PROBLEM TO SOLVE: Look through the material below and return every line that contains "firmware".

RECORDS SHOWN:
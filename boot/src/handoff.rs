//! Loading and starting the verified kernel.
//!
//! The kernel goes through LoadImage so firmware checks its Secure Boot
//! signature as well; `lzbt` signed it before computing the digest.

use alloc::vec::Vec;

use lanzaboote_shared::boot::{appeared, leaves_image_handle, load_image_failure};
use lanzaboote_shared::StubError;
use uefi::prelude::*;
use uefi::proto::loaded_image::LoadedImage;
use uefi::table::boot::{LoadImageSource, SearchType};
use uefi::{CString16, Identify};

/// A loaded kernel image. Unloaded on drop unless it never returns.
pub struct KernelImage<'a> {
    bs: &'a BootServices,
    handle: Handle,
    /// Load options point into this buffer until the kernel exits.
    cmdline: CString16,
}

impl<'a> KernelImage<'a> {
    pub fn load(bs: &'a BootServices, parent: Handle, kernel: &[u8], cmdline: &str) -> Result<Self, StubError> {
        let cmdline = CString16::try_from(cmdline).map_err(|_| StubError::LoadFailure {
            operation: "encode kernel command line",
            status: Status::INVALID_PARAMETER.0,
        })?;
        let options_size = u32::try_from(cmdline.num_bytes()).map_err(|_| StubError::LoadFailure {
            operation: "encode kernel command line",
            status: Status::BAD_BUFFER_SIZE.0,
        })?;

        let before = loaded_images(bs);
        let handle = bs
            .load_image(parent, LoadImageSource::FromBuffer { buffer: kernel, file_path: None })
            .map_err(|e| {
                let status = e.status().0;
                if leaves_image_handle(status) {
                    unload_new_images(bs, &before);
                }
                load_image_failure(status)
            })?;
        let image = KernelImage { bs, handle, cmdline };

        {
            let mut loaded = bs
                .open_protocol_exclusive::<LoadedImage>(handle)
                .map_err(|e| StubError::LoadFailure { operation: "open kernel LoadedImage", status: e.status().0 })?;
            // SAFETY: the options buffer lives in `image` and outlives the
            // kernel's use of it.
            unsafe {
                loaded.set_load_options(image.cmdline.as_ptr() as *const u8, options_size);
            }
        }
        Ok(image)
    }

    /// Runs the kernel. Returns only if it exits.
    pub fn start(&self) -> Status {
        match self.bs.start_image(self.handle) {
            Ok(()) => Status::SUCCESS,
            Err(e) => e.status(),
        }
    }
}

fn loaded_images(bs: &BootServices) -> Vec<Handle> {
    bs.locate_handle_buffer(SearchType::ByProtocol(&LoadedImage::GUID))
        .map(|handles| handles.to_vec())
        .unwrap_or_default()
}

/// The firmware does not hand back the handle of a rejected image, so find
/// it by what appeared since `before`.
fn unload_new_images(bs: &BootServices, before: &[Handle]) {
    for handle in appeared(before, &loaded_images(bs)) {
        match bs.unload_image(handle) {
            Ok(()) => log::debug!("unloaded rejected kernel image"),
            Err(e) => log::warn!("cannot unload rejected kernel image: {:?}", e.status()),
        }
    }
}

impl Drop for KernelImage<'_> {
    fn drop(&mut self) {
        if let Err(e) = self.bs.unload_image(self.handle) {
            log::warn!("cannot unload kernel image: {:?}", e.status());
        }
    }
}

TASK ANSWER:
//! The kernel goes through LoadImage so firmware checks its Secure Boot
/// The firmware does not hand back the handle of a rejected image, so find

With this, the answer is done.